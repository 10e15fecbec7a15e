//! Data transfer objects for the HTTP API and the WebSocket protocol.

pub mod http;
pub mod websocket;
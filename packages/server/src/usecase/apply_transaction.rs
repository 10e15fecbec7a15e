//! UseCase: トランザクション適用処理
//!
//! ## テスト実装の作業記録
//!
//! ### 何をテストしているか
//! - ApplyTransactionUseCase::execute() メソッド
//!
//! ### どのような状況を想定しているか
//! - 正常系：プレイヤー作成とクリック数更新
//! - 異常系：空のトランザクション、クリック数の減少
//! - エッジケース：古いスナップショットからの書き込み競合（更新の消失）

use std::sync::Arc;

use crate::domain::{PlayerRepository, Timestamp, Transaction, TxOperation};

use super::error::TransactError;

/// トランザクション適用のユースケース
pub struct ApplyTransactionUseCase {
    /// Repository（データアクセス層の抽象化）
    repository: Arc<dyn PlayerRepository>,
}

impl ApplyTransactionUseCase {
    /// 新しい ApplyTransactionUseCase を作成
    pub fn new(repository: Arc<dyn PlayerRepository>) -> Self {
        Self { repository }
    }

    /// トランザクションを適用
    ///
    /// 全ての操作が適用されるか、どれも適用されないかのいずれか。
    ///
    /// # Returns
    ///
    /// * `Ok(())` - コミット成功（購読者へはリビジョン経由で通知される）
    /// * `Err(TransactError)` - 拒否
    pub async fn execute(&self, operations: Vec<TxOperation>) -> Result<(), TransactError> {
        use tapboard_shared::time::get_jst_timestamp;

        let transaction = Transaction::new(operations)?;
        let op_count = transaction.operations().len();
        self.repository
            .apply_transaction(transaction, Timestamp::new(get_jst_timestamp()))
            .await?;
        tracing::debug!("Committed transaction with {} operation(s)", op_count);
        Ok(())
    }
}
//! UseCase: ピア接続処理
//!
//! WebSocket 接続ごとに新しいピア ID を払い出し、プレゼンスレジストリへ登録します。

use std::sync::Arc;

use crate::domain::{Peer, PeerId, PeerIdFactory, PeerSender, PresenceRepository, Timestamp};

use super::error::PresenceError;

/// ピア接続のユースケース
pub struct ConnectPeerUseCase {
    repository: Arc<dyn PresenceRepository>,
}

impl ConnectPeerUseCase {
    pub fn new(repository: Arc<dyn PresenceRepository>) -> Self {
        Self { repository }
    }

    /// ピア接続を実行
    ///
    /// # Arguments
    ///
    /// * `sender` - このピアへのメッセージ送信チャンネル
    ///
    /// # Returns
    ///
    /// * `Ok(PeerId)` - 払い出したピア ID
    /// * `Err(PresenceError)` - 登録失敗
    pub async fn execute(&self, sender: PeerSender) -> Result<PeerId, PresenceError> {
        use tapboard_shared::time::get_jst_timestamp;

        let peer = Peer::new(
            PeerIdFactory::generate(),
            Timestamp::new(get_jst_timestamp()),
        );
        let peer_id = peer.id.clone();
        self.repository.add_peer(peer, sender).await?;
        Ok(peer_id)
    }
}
§
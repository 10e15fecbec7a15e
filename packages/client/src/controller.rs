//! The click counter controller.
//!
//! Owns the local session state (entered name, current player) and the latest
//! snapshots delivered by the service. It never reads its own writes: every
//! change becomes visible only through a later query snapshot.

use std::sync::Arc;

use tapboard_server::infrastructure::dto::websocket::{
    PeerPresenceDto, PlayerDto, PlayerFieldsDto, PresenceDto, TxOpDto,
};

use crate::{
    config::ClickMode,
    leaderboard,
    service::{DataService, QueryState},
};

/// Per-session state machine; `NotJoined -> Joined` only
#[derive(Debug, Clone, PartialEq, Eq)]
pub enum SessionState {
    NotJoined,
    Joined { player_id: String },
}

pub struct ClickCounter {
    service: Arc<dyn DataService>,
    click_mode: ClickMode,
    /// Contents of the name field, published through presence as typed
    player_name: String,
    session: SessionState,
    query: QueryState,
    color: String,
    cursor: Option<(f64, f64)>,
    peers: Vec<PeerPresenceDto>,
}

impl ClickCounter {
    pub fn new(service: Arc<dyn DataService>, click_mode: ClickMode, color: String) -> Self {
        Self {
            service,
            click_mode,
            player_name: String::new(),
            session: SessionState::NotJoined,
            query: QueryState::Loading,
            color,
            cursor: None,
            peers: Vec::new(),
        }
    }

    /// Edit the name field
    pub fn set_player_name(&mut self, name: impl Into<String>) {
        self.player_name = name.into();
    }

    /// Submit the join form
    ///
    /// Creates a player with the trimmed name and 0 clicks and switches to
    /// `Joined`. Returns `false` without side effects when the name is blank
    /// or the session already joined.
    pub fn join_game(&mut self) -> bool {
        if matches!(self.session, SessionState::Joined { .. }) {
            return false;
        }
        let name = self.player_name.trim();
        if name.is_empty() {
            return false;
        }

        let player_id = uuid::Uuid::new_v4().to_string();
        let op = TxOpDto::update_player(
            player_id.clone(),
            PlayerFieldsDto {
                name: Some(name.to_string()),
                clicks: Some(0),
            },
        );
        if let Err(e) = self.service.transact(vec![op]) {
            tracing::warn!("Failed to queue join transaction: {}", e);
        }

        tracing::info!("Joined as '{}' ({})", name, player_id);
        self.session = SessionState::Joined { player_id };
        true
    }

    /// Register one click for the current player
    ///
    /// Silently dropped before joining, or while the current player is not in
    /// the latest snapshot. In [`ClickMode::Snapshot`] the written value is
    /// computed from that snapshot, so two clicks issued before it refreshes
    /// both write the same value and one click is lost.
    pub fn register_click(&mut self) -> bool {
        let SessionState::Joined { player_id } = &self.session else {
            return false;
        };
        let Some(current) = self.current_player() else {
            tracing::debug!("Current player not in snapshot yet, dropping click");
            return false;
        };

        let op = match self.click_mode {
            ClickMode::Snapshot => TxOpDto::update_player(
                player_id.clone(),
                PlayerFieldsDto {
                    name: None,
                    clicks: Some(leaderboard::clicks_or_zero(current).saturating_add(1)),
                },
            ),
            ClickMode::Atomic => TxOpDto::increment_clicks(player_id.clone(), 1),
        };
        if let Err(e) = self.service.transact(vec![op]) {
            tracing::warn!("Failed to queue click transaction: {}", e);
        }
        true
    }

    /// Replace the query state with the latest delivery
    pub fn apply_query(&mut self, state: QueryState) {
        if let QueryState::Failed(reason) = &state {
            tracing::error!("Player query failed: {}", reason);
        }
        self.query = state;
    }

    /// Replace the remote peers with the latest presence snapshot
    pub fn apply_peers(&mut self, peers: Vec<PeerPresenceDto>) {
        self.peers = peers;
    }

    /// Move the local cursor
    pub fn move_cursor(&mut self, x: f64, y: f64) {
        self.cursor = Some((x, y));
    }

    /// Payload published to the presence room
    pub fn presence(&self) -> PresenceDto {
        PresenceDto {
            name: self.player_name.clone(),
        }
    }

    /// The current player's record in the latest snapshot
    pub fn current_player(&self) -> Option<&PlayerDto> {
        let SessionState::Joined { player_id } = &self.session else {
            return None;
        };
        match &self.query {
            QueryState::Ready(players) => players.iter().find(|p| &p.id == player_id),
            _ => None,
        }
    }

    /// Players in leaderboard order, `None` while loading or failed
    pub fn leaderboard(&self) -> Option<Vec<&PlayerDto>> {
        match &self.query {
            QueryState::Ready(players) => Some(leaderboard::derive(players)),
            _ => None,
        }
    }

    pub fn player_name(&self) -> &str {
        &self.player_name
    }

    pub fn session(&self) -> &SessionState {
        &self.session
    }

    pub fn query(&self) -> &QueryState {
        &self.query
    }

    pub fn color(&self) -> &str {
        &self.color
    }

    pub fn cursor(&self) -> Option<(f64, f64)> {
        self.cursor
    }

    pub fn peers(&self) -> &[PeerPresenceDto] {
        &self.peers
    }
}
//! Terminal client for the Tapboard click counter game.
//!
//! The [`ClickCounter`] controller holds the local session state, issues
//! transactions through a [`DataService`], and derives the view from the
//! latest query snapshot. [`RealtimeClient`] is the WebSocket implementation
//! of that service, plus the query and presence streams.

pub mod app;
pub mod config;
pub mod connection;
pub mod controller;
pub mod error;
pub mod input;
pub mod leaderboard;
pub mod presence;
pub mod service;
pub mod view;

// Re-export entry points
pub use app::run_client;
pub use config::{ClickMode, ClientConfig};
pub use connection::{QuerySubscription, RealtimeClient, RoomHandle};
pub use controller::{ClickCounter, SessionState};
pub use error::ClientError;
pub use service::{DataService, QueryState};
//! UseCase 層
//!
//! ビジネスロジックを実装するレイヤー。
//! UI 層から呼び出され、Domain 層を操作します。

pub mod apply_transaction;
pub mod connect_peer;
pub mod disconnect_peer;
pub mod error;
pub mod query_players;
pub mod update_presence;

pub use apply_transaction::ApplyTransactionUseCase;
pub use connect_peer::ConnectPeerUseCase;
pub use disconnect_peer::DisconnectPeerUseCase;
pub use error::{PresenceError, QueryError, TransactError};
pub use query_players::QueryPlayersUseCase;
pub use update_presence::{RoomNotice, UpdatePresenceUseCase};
§
## What to do
Please go line by line through the records above, copying each one that holds the string "crate".

## Finished exercise
use crate::domain::{PlayerRepository, Timestamp, Transaction, TxOperation};
use crate::domain::{Peer, PeerId, PeerIdFactory, PeerSender, PresenceRepository, Timestamp};
use crate::{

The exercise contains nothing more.